In an Essentrics Barre class we use the ballet barre for isolation in the standing series and to increase the range of motion and deepen in the stretch sequence.

Essentrics is taught by Framewrk Studio founder Josephine Cuthill, who is a Level 4 instructor of the unique body movement technique created by Montreal-based mother daughter team Miranda and Sahra Esmond White.  After an injury to the psoas muscle resulted in repetitive pain and back problems, Josephine had to stop working out. Seeking a new fitness routine that would not irritate her injury yet strengthen her body, she stumbled upon an article about the Essentrics creators. The technique sounded ideal but with no studio or gym in Toronto offering classes, Josephine had to order a DVD and try it at home. The workout helped to heal the injury and she returned to an even better level of fitness then she had been before the injury. This is when she decided to get certified to offer the program and has been teaching it in Toronto studios since 2013. 

So how does it work? Basically eccentric movement is one of four types of contractions a muscle can make.  An eccentric contraction is the motion an active muscle makes while it’s lengthening under load. In an Essentric classes, the load is your own body weight of your legs, arms and torso. The result is your body works hard to lengthen the muscles without bulking them up since they are stretching consistently and building longer, leaner fiber. You’ll notice immediate results in your arms, legs and abdominals and over the long-term you’ll see improvements in your posture, mobility, longevity, muscle retention while aging. 
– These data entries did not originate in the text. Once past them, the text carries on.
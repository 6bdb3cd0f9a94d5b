//! Form View Models
//!
//! Each modal owns one `AdminForm`: typed signals for every field it shows.
//! Built with `AdminForm::builder`, cleared with `reset` when the modal
//! closes.

use leptos::prelude::*;
use web_sys::File;

use crate::api;
use crate::components::ChoiceRows;
use crate::config::ApiConfig;
use crate::error::AdminError;
use crate::models::{AnswerType, Endpoint};
use crate::payload::{
    build_item_payload, build_question_payload, parse_id, FormMode, ItemDraft, QuestionDraft,
};
use crate::prefill::{MediaPreview, Prefill};

/// Level/section fields
#[derive(Clone, Copy)]
pub struct ItemForm {
    pub name: RwSignal<String>,
    pub description: RwSignal<String>,
    pub level_id: RwSignal<String>,
    pub image: RwSignal<Option<File>, LocalStorage>,
    /// Current image of the item being edited
    pub image_preview: RwSignal<Option<MediaPreview>>,
}

impl ItemForm {
    fn new() -> Self {
        Self {
            name: RwSignal::new(String::new()),
            description: RwSignal::new(String::new()),
            level_id: RwSignal::new(String::new()),
            image: RwSignal::new_local(None),
            image_preview: RwSignal::new(None),
        }
    }

    fn reset(&self) {
        self.name.set(String::new());
        self.description.set(String::new());
        self.level_id.set(String::new());
        self.image.set(None);
        self.image_preview.set(None);
    }
}

/// Question fields
#[derive(Clone, Copy)]
pub struct QuestionForm {
    pub section_id: RwSignal<String>,
    pub answer_type: RwSignal<String>,
    pub question_content: RwSignal<String>,
    pub choices: RwSignal<ChoiceRows>,
    pub correct_answer: RwSignal<String>,
    pub media: RwSignal<Option<File>, LocalStorage>,
    /// Current media of the question being edited
    pub media_preview: RwSignal<Option<MediaPreview>>,
}

impl QuestionForm {
    fn new(answer_type: &str) -> Self {
        Self {
            section_id: RwSignal::new(String::new()),
            answer_type: RwSignal::new(answer_type.to_string()),
            question_content: RwSignal::new(String::new()),
            choices: RwSignal::new(ChoiceRows::default()),
            correct_answer: RwSignal::new(String::new()),
            media: RwSignal::new_local(None),
            media_preview: RwSignal::new(None),
        }
    }

    fn reset(&self, answer_type: &str) {
        self.section_id.set(String::new());
        self.answer_type.set(answer_type.to_string());
        self.question_content.set(String::new());
        self.choices.update(|c| c.clear());
        self.correct_answer.set(String::new());
        self.media.set(None);
        self.media_preview.set(None);
    }
}

#[derive(Clone, Copy)]
pub struct AdminForm {
    pub endpoint: RwSignal<Endpoint>,
    pub mode: RwSignal<FormMode>,
    pub item: ItemForm,
    pub question: QuestionForm,
    default_answer_type: &'static str,
}

pub struct AdminFormBuilder {
    endpoint: Endpoint,
    mode: FormMode,
    answer_type: &'static str,
}

impl AdminFormBuilder {
    pub fn mode(mut self, mode: FormMode) -> Self {
        self.mode = mode;
        self
    }

    /// Selector value a fresh or reset form starts with
    pub fn answer_type(mut self, answer_type: AnswerType) -> Self {
        self.answer_type = answer_type.as_str();
        self
    }

    pub fn build(self) -> AdminForm {
        AdminForm {
            endpoint: RwSignal::new(self.endpoint),
            mode: RwSignal::new(self.mode),
            item: ItemForm::new(),
            question: QuestionForm::new(self.answer_type),
            default_answer_type: self.answer_type,
        }
    }
}

impl AdminForm {
    pub fn builder(endpoint: Endpoint) -> AdminFormBuilder {
        AdminFormBuilder {
            endpoint,
            mode: FormMode::Create,
            answer_type: "",
        }
    }

    /// Clear every field, choice row, picked file and preview
    pub fn reset(&self) {
        self.item.reset();
        self.question.reset(self.default_answer_type);
    }

    /// Point the form at another item, starting from a clean slate
    pub fn retarget(&self, endpoint: Endpoint, mode: FormMode) {
        self.reset();
        self.endpoint.set(endpoint);
        self.mode.set(mode);
    }

    pub fn apply_prefill(&self, prefill: Prefill) {
        match prefill {
            Prefill::Item {
                name,
                description,
                image,
            } => {
                self.item.name.set(name);
                self.item.description.set(description);
                self.item.image_preview.set(image);
            }
            Prefill::Question(q) => {
                self.question.section_id.set(q.section_id);
                self.question.answer_type.set(q.answer_type);
                self.question.question_content.set(q.question_content);
                self.question.choices.set(ChoiceRows::from_drafts(q.choices));
                self.question.correct_answer.set(q.correct_answer);
                self.question.media_preview.set(q.media);
            }
        }
    }

    pub fn question_draft(&self) -> QuestionDraft<File> {
        let q = &self.question;
        QuestionDraft {
            section_id: q.section_id.get_untracked(),
            answer_type: q.answer_type.get_untracked(),
            question_content: q.question_content.get_untracked(),
            choices: q.choices.with_untracked(|c| c.drafts()),
            correct_answer: q.correct_answer.get_untracked(),
            media: q.media.get_untracked(),
        }
    }

    pub fn item_draft(&self) -> ItemDraft<File> {
        let adding_section = self.endpoint.get_untracked() == Endpoint::Section
            && self.mode.get_untracked().is_create();
        ItemDraft {
            name: self.item.name.get_untracked(),
            description: self.item.description.get_untracked(),
            level_id: adding_section.then(|| self.item.level_id.get_untracked()),
            image: self.item.image.get_untracked(),
        }
    }
}

/// Validate, build and send the form. Validation failures return before any
/// request goes out. Returns the success alert text.
pub async fn submit(form: AdminForm, config: ApiConfig) -> Result<String, AdminError> {
    let endpoint = form.endpoint.get_untracked();
    let mode = form.mode.get_untracked();

    if endpoint == Endpoint::Question {
        let draft = form.question_draft();
        let payload = build_question_payload(&draft, mode)?;
        return match mode {
            FormMode::Create => {
                let section_id = parse_id("Section ID", &draft.section_id)?;
                api::create_question(&config, section_id, payload).await
            }
            FormMode::Edit(id) => api::update_question(&config, id, payload).await,
        };
    }

    let payload = build_item_payload(endpoint, &form.item_draft(), mode)?;
    match mode {
        FormMode::Create => api::create_item(&config, endpoint, payload).await,
        FormMode::Edit(id) => api::update_item(&config, endpoint, id, payload).await,
    }
}
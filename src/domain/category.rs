//! Categories partition the catalog for navigation.

use serde::{Deserialize, Serialize};

/// A named grouping of resources.
///
/// `resource_count` as authored is a display hint only; the builder
/// recomputes it from the resource set (see `Catalog::categories_with_counts`).
#[derive(Debug, Clone, PartialEq, Eq, Serialize, Deserialize)]
#[serde(rename_all = "camelCase")]
pub struct Category {
    /// Stable identifier, referenced by `Resource::category_id`
    pub id: String,

    /// Display name
    pub name: String,

    /// Routing key, unique across categories
    pub slug: String,

    /// Short description shown on the category page
    pub description: String,

    /// Icon name understood by the front end
    pub icon: String,

    /// Accent color (hex)
    pub color: String,

    /// Sort position in navigation
    pub order: u32,

    /// Number of resources in this category
    #[serde(default)]
    pub resource_count: usize,
}

impl Category {
    /// Copy of this category with `resource_count` replaced
    pub fn with_count(&self, resource_count: usize) -> Self {
        Self {
            resource_count,
            ..self.clone()
        }
    }
}
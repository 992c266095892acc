//! Fatal build errors.

use std::path::PathBuf;

use thiserror::Error;

/// Anything that aborts an API build. No partial output is cleaned up.
#[derive(Debug, Error)]
pub enum BuildError {
    #[error("Failed to create directory {}: {source}", .path.display())]
    CreateDir {
        path: PathBuf,
        source: std::io::Error,
    },

    #[error("Failed to serialize {path}: {source}")]
    Serialize {
        path: String,
        source: serde_json::Error,
    },

    #[error("Failed to write {}: {source}", .path.display())]
    Write {
        path: PathBuf,
        source: std::io::Error,
    },

    #[error("Unknown endpoint: {0}")]
    UnknownEndpoint(String),
}

#[cfg(test)]
mod tests {
    use super::*;

    #[test]
    fn test_error_messages_name_the_path() {
        let err = BuildError::Write {
            path: PathBuf::from("/tmp/api/v1/stats.json"),
            source: std::io::Error::new(std::io::ErrorKind::PermissionDenied, "denied"),
        };
        let message = err.to_string();

        assert!(message.contains("/tmp/api/v1/stats.json"));
        assert!(message.contains("denied"));
        assert!(std::error::Error::source(&err).is_some());
    }
}
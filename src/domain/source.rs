//! Hand-authored source records, one shape per origin.
//!
//! Each family is projected into [`Resource`](super::Resource) by the
//! normalizer. The projection is lossy (prompt variables and examples are
//! dropped), so the full record stays reachable through [`SourceRecord`].

use chrono::NaiveDate;
use serde::{Deserialize, Serialize};

use super::resource::{Author, Difficulty};

/// A project configuration file (CLAUDE.md)
#[derive(Debug, Clone, PartialEq, Serialize, Deserialize)]
#[serde(rename_all = "camelCase")]
pub struct ClaudeMdConfig {
    pub id: String,
    pub title: String,
    pub slug: String,
    pub description: String,

    /// Full configuration text
    pub content: String,

    #[serde(default, skip_serializing_if = "Option::is_none")]
    pub language: Option<String>,

    #[serde(default, skip_serializing_if = "Option::is_none")]
    pub framework: Option<String>,

    #[serde(default)]
    pub tags: Vec<String>,

    pub author: Author,
    pub difficulty: Difficulty,
    pub last_updated: NaiveDate,
}

/// A placeholder inside a prompt template
#[derive(Debug, Clone, PartialEq, Eq, Serialize, Deserialize)]
pub struct PromptVariable {
    pub name: String,
    pub description: String,
    #[serde(default = "default_required")]
    pub required: bool,
}

fn default_required() -> bool {
    true
}

/// Worked example for a prompt template
#[derive(Debug, Clone, PartialEq, Eq, Serialize, Deserialize)]
pub struct PromptExample {
    pub input: String,
    pub output: String,
}

/// A reusable prompt
#[derive(Debug, Clone, PartialEq, Serialize, Deserialize)]
#[serde(rename_all = "camelCase")]
pub struct PromptTemplate {
    pub id: String,
    pub title: String,
    pub slug: String,
    pub description: String,

    /// Human-readable grouping, e.g. "Code Review"
    pub category: String,

    /// Prompt body with `{{variable}}` placeholders
    pub prompt: String,

    #[serde(default)]
    pub variables: Vec<PromptVariable>,

    #[serde(default)]
    pub examples: Vec<PromptExample>,

    #[serde(default)]
    pub tags: Vec<String>,

    pub author: Author,
    pub difficulty: Difficulty,
    pub last_updated: NaiveDate,
}

/// Distribution channel of a tool
#[derive(Debug, Clone, Copy, PartialEq, Eq, Serialize, Deserialize)]
#[serde(rename_all = "SCREAMING_SNAKE_CASE")]
pub enum ToolKind {
    Cli,
    Extension,
    McpServer,
    WebApp,
}

/// An external tool, referenced by URL
#[derive(Debug, Clone, PartialEq, Serialize, Deserialize)]
#[serde(rename_all = "camelCase")]
pub struct Tool {
    pub id: String,
    pub name: String,
    pub slug: String,
    pub description: String,
    pub tagline: String,
    pub url: String,

    #[serde(rename = "type")]
    pub kind: ToolKind,

    /// Human-readable category, mapped to a category id during normalization
    pub category: String,

    #[serde(default)]
    pub tags: Vec<String>,

    pub author: Author,
    pub difficulty: Difficulty,
    pub last_updated: NaiveDate,
}

/// Any source record, tagged by origin
#[derive(Debug, Clone, PartialEq, Serialize, Deserialize)]
#[serde(tag = "source", rename_all = "snake_case")]
pub enum SourceRecord {
    Config(ClaudeMdConfig),
    Prompt(PromptTemplate),
    Tool(Tool),
}

impl SourceRecord {
    pub fn id(&self) -> &str {
        match self {
            SourceRecord::Config(c) => &c.id,
            SourceRecord::Prompt(p) => &p.id,
            SourceRecord::Tool(t) => &t.id,
        }
    }
}

#[cfg(test)]
mod tests {
    use super::*;

    #[test]
    fn test_prompt_variable_required_defaults_to_true() {
        let yaml = r#"
name: code
description: The code to review
"#;
        let variable: PromptVariable = serde_yaml::from_str(yaml).unwrap();
        assert!(variable.required);
    }

    #[test]
    fn test_tool_kind_reads_type_field() {
        let yaml = r#"
id: tool-x
name: X
slug: x
description: An example tool
tagline: Does things
url: https://example.com
type: MCP_SERVER
category: MCP Servers
author:
  name: Someone
difficulty: beginner
lastUpdated: "2026-01-02"
"#;
        let tool: Tool = serde_yaml::from_str(yaml).unwrap();
        assert_eq!(tool.kind, ToolKind::McpServer);
        assert!(tool.tags.is_empty());

        let record = SourceRecord::Tool(tool);
        assert_eq!(record.id(), "tool-x");
    }
}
Framewrk offer Essentrics at least once a day. On Monday and Saturday, it’s offered after a hard conditioning class to rebalance and recover from muscle overload. We believe that the body needs to move in many different ways, and we believe that the body needs to rebalance after challenging muscle groups. We love Essentrics for this. We cannot get enough of it.  And we hope you’ll love it too.

Our Roots

The growing popularity of living in downtown east Toronto neighbourhoods like Leslieville, Riverside, Corktown and the Distillery District has been an opportunity to new businesses and services from restaurants and boutiques to hair salons and fitness studios. At framewrk Studio we’re incredibly excited to be part of this transformation. And we’re also thrilled to be helping people transform their bodies and improve their overall wellbeing with our unique functional fitness workouts.

Because your body is the framework of your life, we’re focused on innovative, integrated movement to balance your day-to-day life and improve your athletic advantage.  Framewrk offers functional fitness classes like Essentrics, Pilates and Strength Training as well as mindful movement practices like Yoga,  Meditation and Restorative Yin Yoga in a bright, beautiful studio with expert instructors who will challenge, motivate, nurture and support your health and wellness.
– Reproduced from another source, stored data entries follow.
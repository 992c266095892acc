//! Command-line interface for catalog-api.
//!
//! With no subcommand the tool builds the JSON API (optionally into the
//! given directory). Subcommands query the catalog without writing files.

use std::io::{self, Write};
use std::path::PathBuf;

use anyhow::{Context, Result};
use chrono::{DateTime, Utc};
use clap::{Args, Parser, Subcommand, ValueEnum};

use crate::config::{self, ResolvedConfig};
use crate::content::Sources;
use crate::core::{ApiBuilder, BuildOptions, BuildReport};
use crate::domain::{Difficulty, Resource, ResourceType};
use crate::library::{Catalog, SearchFilters, StatsMode};

/// catalog-api - build the static JSON API for the resource catalog
#[derive(Parser, Debug)]
#[command(name = "catalog-api")]
#[command(author, version, about, long_about = None)]
#[command(args_conflicts_with_subcommands = true)]
pub struct Cli {
    #[command(subcommand)]
    pub command: Option<Commands>,

    #[command(flatten)]
    pub build: BuildArgs,
}

/// Options for building the API tree
#[derive(Args, Debug, Clone, Default)]
pub struct BuildArgs {
    /// Output directory (default: <project root>/api). A directory named
    /// like a subcommand (build, config, tags, ...) must be written as ./name
    pub output_dir: Option<PathBuf>,

    /// Seed for placeholder stats (CATALOG_API_SEED is read when unset)
    #[arg(long, conflicts_with = "random")]
    pub seed: Option<u64>,

    /// Draw fresh placeholder stats instead of seeded ones
    #[arg(long)]
    pub random: bool,

    /// Pin the timestamp stamped into every file (RFC 3339)
    #[arg(long)]
    pub generated_at: Option<DateTime<Utc>>,

    /// JSON indent width
    #[arg(long)]
    pub indent: Option<usize>,

    /// Fail after writing if the catalog has warnings
    #[arg(long)]
    pub strict: bool,
}

impl BuildArgs {
    /// Layer flags over the resolved configuration
    pub fn apply(&self, config: &mut ResolvedConfig) {
        if let Some(dir) = &self.output_dir {
            config.output_dir = dir.clone();
        }
        if let Some(indent) = self.indent {
            config.indent = indent;
        }
        if self.random {
            config.stats_mode = StatsMode::Random;
        } else if let Some(seed) = self.seed {
            config.stats_mode = StatsMode::Seeded(seed);
        }
    }
}

#[derive(Subcommand, Debug)]
pub enum Commands {
    /// Build the JSON API (same as running without a subcommand)
    Build(BuildArgs),

    /// Search the catalog
    Search {
        /// Search query (empty matches everything)
        #[arg(default_value = "")]
        query: String,

        /// Filter by resource type
        #[arg(short = 't', long = "type")]
        resource_type: Option<ResourceType>,

        /// Filter by difficulty
        #[arg(short, long)]
        difficulty: Option<Difficulty>,

        /// Filter by language
        #[arg(long)]
        language: Option<String>,

        /// Filter by framework
        #[arg(long)]
        framework: Option<String>,

        /// Filter by category id
        #[arg(short, long)]
        category: Option<String>,

        /// Match resources with any of these tags (repeatable)
        #[arg(long = "tag")]
        tags: Vec<String>,
    },

    /// Show details of a resource
    Show {
        /// Resource id or slug
        id: String,

        /// Show content and the full source record
        #[arg(short, long)]
        full: bool,
    },

    /// List ranked resources
    Top {
        /// Ranking to use
        #[arg(value_enum)]
        ranking: Ranking,

        /// Maximum number of resources to show
        #[arg(short, long, default_value = "10")]
        limit: usize,
    },

    /// Show a random sample of resources
    Sample {
        /// Number of resources
        #[arg(default_value = "3")]
        count: usize,
    },

    /// List all tags with usage counts
    Tags,

    /// Report catalog consistency problems (non-zero exit if any)
    Check,

    /// Show resolved configuration (debug)
    Config,
}

/// Ranked views of the catalog
#[derive(Debug, Clone, Copy, ValueEnum)]
pub enum Ranking {
    /// Featured resources by votes
    Featured,

    /// Most copied
    Popular,

    /// Votes, copies and recency
    Trending,
}

impl Cli {
    /// Execute the CLI command
    pub async fn execute(self) -> Result<()> {
        match self.command {
            None => build_api(self.build).await,
            Some(Commands::Build(args)) => build_api(args).await,
            Some(Commands::Search {
                query,
                resource_type,
                difficulty,
                language,
                framework,
                category,
                tags,
            }) => {
                let filters = SearchFilters {
                    resource_type,
                    difficulty,
                    language,
                    framework,
                    category,
                    tags,
                };
                search_catalog(&query, &filters).await
            }
            Some(Commands::Show { id, full }) => show_resource(&id, full).await,
            Some(Commands::Top { ranking, limit }) => list_top(ranking, limit).await,
            Some(Commands::Sample { count }) => sample_catalog(count).await,
            Some(Commands::Tags) => list_tags().await,
            Some(Commands::Check) => check_catalog().await,
            Some(Commands::Config) => show_config(),
        }
    }
}

/// Load the catalog the configuration points at
pub async fn load_catalog(config: &ResolvedConfig) -> Result<Catalog> {
    let sources = match &config.content_dir {
        Some(dir) => Sources::load_dir(dir)
            .await
            .with_context(|| format!("Failed to load catalogs from {}", dir.display()))?,
        None => Sources::embedded()?,
    };

    Ok(Catalog::from_sources(&sources, config.stats_mode))
}

/// Build the JSON API
async fn build_api(args: BuildArgs) -> Result<()> {
    let mut cfg = config::config()?;
    args.apply(&mut cfg);

    run_build(&cfg, &args).await.map(|_| ())
}

/// Write the tree for `cfg` and print the summary. Under `--strict` any
/// warning fails the run, after the files are written.
pub async fn run_build(cfg: &ResolvedConfig, args: &BuildArgs) -> Result<BuildReport> {
    let catalog = load_catalog(cfg).await?;

    let options = BuildOptions {
        output_dir: cfg.output_dir.clone(),
        indent: cfg.indent,
        generated_at: args.generated_at.unwrap_or_else(Utc::now),
        api_name: cfg.api_name.clone(),
        api_version: cfg.api_version.clone(),
    };

    let report = ApiBuilder::new(options)
        .build(&catalog)
        .await
        .context("API build failed")?;

    write_summary(&mut io::stdout().lock(), &report, cfg)?;

    if args.strict && !report.warnings.is_empty() {
        anyhow::bail!(
            "{} warning(s) found and --strict is set",
            report.warnings.len()
        );
    }

    Ok(report)
}

/// Human-readable build summary: counts by type and by category, then warnings
pub fn write_summary(
    out: &mut impl Write,
    report: &BuildReport,
    cfg: &ResolvedConfig,
) -> io::Result<()> {
    writeln!(
        out,
        "Generated {} files in {}",
        report.files.len(),
        report.output_dir.display()
    )?;
    writeln!(out, "Stats mode: {}", cfg.stats_mode)?;
    writeln!(out)?;
    writeln!(out, "Resources: {}", report.stats.total_resources)?;
    writeln!(out, "Featured:  {}", report.stats.featured_count)?;
    writeln!(out)?;
    writeln!(out, "By type:")?;
    for (resource_type, count) in &report.stats.by_type {
        writeln!(out, "  {:<20} {:>4}", resource_type, count)?;
    }
    writeln!(out)?;
    writeln!(out, "By category:")?;
    for (category, count) in &report.stats.by_category {
        writeln!(out, "  {:<20} {:>4}", category, count)?;
    }

    if !report.warnings.is_empty() {
        writeln!(out)?;
        writeln!(out, "Warnings ({}):", report.warnings.len())?;
        for warning in &report.warnings {
            writeln!(out, "  - {}", warning)?;
        }
    }

    Ok(())
}

fn print_table<'a>(resources: impl IntoIterator<Item = &'a Resource>) {
    println!("{:<28} {:<16} {:>6} {:>6}  {:<40}", "ID", "TYPE", "VOTES", "COPIES", "TITLE");
    println!("{}", "-".repeat(100));

    for resource in resources {
        let title_truncated = if resource.title.chars().count() > 37 {
            format!("{}...", resource.title.chars().take(37).collect::<String>())
        } else {
            resource.title.clone()
        };
        println!(
            "{:<28} {:<16} {:>6} {:>6}  {:<40}",
            resource.id,
            resource.resource_type.to_string(),
            resource.stats.votes,
            resource.stats.copies,
            title_truncated
        );
    }
}

/// Search the catalog
async fn search_catalog(query: &str, filters: &SearchFilters) -> Result<()> {
    let catalog = load_catalog(&config::config()?).await?;
    let results = catalog.search(query, filters);

    if results.resources.is_empty() {
        println!("No results found for: \"{}\"", query);
        return Ok(());
    }

    println!(
        "Found {} result(s) for \"{}\":\n",
        results.resources.len(),
        query
    );
    print_table(results.resources.iter().copied());

    let names: Vec<&str> = results.categories.iter().map(|c| c.name.as_str()).collect();
    println!("\nCategories: {}", names.join(", "));

    Ok(())
}

/// Show details of a resource
async fn show_resource(id: &str, full: bool) -> Result<()> {
    let catalog = load_catalog(&config::config()?).await?;

    let resource = catalog
        .by_id(id)
        .or_else(|| catalog.by_slug(id))
        .ok_or_else(|| anyhow::anyhow!("Resource not found: {}", id))?;

    let category = catalog
        .category(&resource.category_id)
        .map(|c| c.name.as_str())
        .unwrap_or("(unknown)");

    println!("{}", "=".repeat(66));
    println!("  ID:          {}", resource.id);
    println!("  Title:       {}", resource.title);
    println!("  Slug:        {}", resource.slug);
    println!("  Tagline:     {}", resource.tagline);
    println!("  Type:        {}", resource.resource_type);
    println!("  Category:    {} ({})", category, resource.category_id);
    println!("  Difficulty:  {}", resource.difficulty);
    println!("  Author:      {}", resource.author.name);
    if let Some(url) = &resource.url {
        println!("  URL:         {}", url);
    }
    if !resource.tags.is_empty() {
        println!("  Tags:        {}", resource.tags.join(", "));
    }
    println!(
        "  Stats:       {} votes, {} copies{}",
        resource.stats.votes,
        resource.stats.copies,
        if resource.featured { ", featured" } else { "" }
    );
    println!("  Updated:     {}", resource.last_updated);
    println!("{}", "=".repeat(66));

    if full {
        if let Some(content) = &resource.content {
            println!("\n=== CONTENT ===\n");
            println!("{}", content);
        }
        if let Some(source) = catalog.source(&resource.id) {
            println!("\n=== SOURCE RECORD ===\n");
            println!("{}", serde_json::to_string_pretty(source)?);
        }
    } else {
        println!("\nUse --full to show content and the source record");
    }

    Ok(())
}

/// List ranked resources
async fn list_top(ranking: Ranking, limit: usize) -> Result<()> {
    let catalog = load_catalog(&config::config()?).await?;

    let items = match ranking {
        Ranking::Featured => catalog.featured(limit),
        Ranking::Popular => catalog.popular(limit),
        Ranking::Trending => catalog.trending(limit),
    };

    if items.is_empty() {
        println!("No resources to rank");
        return Ok(());
    }

    print_table(items);
    Ok(())
}

/// Show a random sample
async fn sample_catalog(count: usize) -> Result<()> {
    let catalog = load_catalog(&config::config()?).await?;
    print_table(catalog.random_sample_unseeded(count));
    Ok(())
}

/// List tags with counts
async fn list_tags() -> Result<()> {
    let catalog = load_catalog(&config::config()?).await?;

    for tag in catalog.all_tags() {
        println!("{:<24} {:>4}", tag, catalog.by_tag(&tag).len());
    }

    Ok(())
}

/// Report consistency problems
async fn check_catalog() -> Result<()> {
    run_check(&config::config()?).await
}

/// Print the catalog's warnings; any warning is an error
pub async fn run_check(cfg: &ResolvedConfig) -> Result<()> {
    let catalog = load_catalog(cfg).await?;
    let warnings = catalog.consistency_warnings();

    if warnings.is_empty() {
        println!("Catalog OK: {} resources, no warnings", catalog.len());
        return Ok(());
    }

    for warning in &warnings {
        println!("  - {}", warning);
    }
    anyhow::bail!("{} warning(s) found", warnings.len())
}

/// Show the resolved configuration (for debugging)
fn show_config() -> Result<()> {
    let cfg = config::config()?;

    println!("catalog-api configuration");
    println!();
    println!(
        "Config file:  {}",
        cfg.config_file
            .as_ref()
            .map(|p| p.display().to_string())
            .unwrap_or_else(|| "(none - using defaults)".to_string())
    );
    println!("Project root: {}", cfg.project_root.display());
    println!("Output:       {}", cfg.output_dir.display());
    println!("Indent:       {}", cfg.indent);
    println!("Stats mode:   {}", cfg.stats_mode);
    println!("API:          {} {}", cfg.api_name, cfg.api_version);
    println!(
        "Content:      {}",
        cfg.content_dir
            .as_ref()
            .map(|p| p.display().to_string())
            .unwrap_or_else(|| "(embedded)".to_string())
    );

    Ok(())
}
We realize not everybody likes traditional gyms, crossfit and other more extreme fitness workouts. Clients who want to challenge some of the traditional ideas of fitness will find something to inspire them here. But even if maximum sweat and intensity are part of your main physical activity, you’ll still benefit from our innovative, strengthening, toning and restorative practices and you’ll see more gains from your high-intensity training. Because when your body is strong and flexible, you’re poised to live a more balanced life.

Framewrk was created when a Leslieville fitness studio closed its doors in June. Fitness instructors wanted to offer a new place for their clients to continue with them and the search for the right space began. Housed in a sun-drenched former photography space at 9 Davies Avenue, our boutique-style studio is just steps from Queen and Broadview. And with a maximum class size of 20, you’ll get focused attention to ensure you’re working out safely and efficiently.

We are committed to sourcing locally, purchasing sustainable products, using non-toxic fair trade and ethically produced products in our fitness studio. Additionally we’re planning to offer workshops on wellness, nutrition and practices to support a better, more balanced life.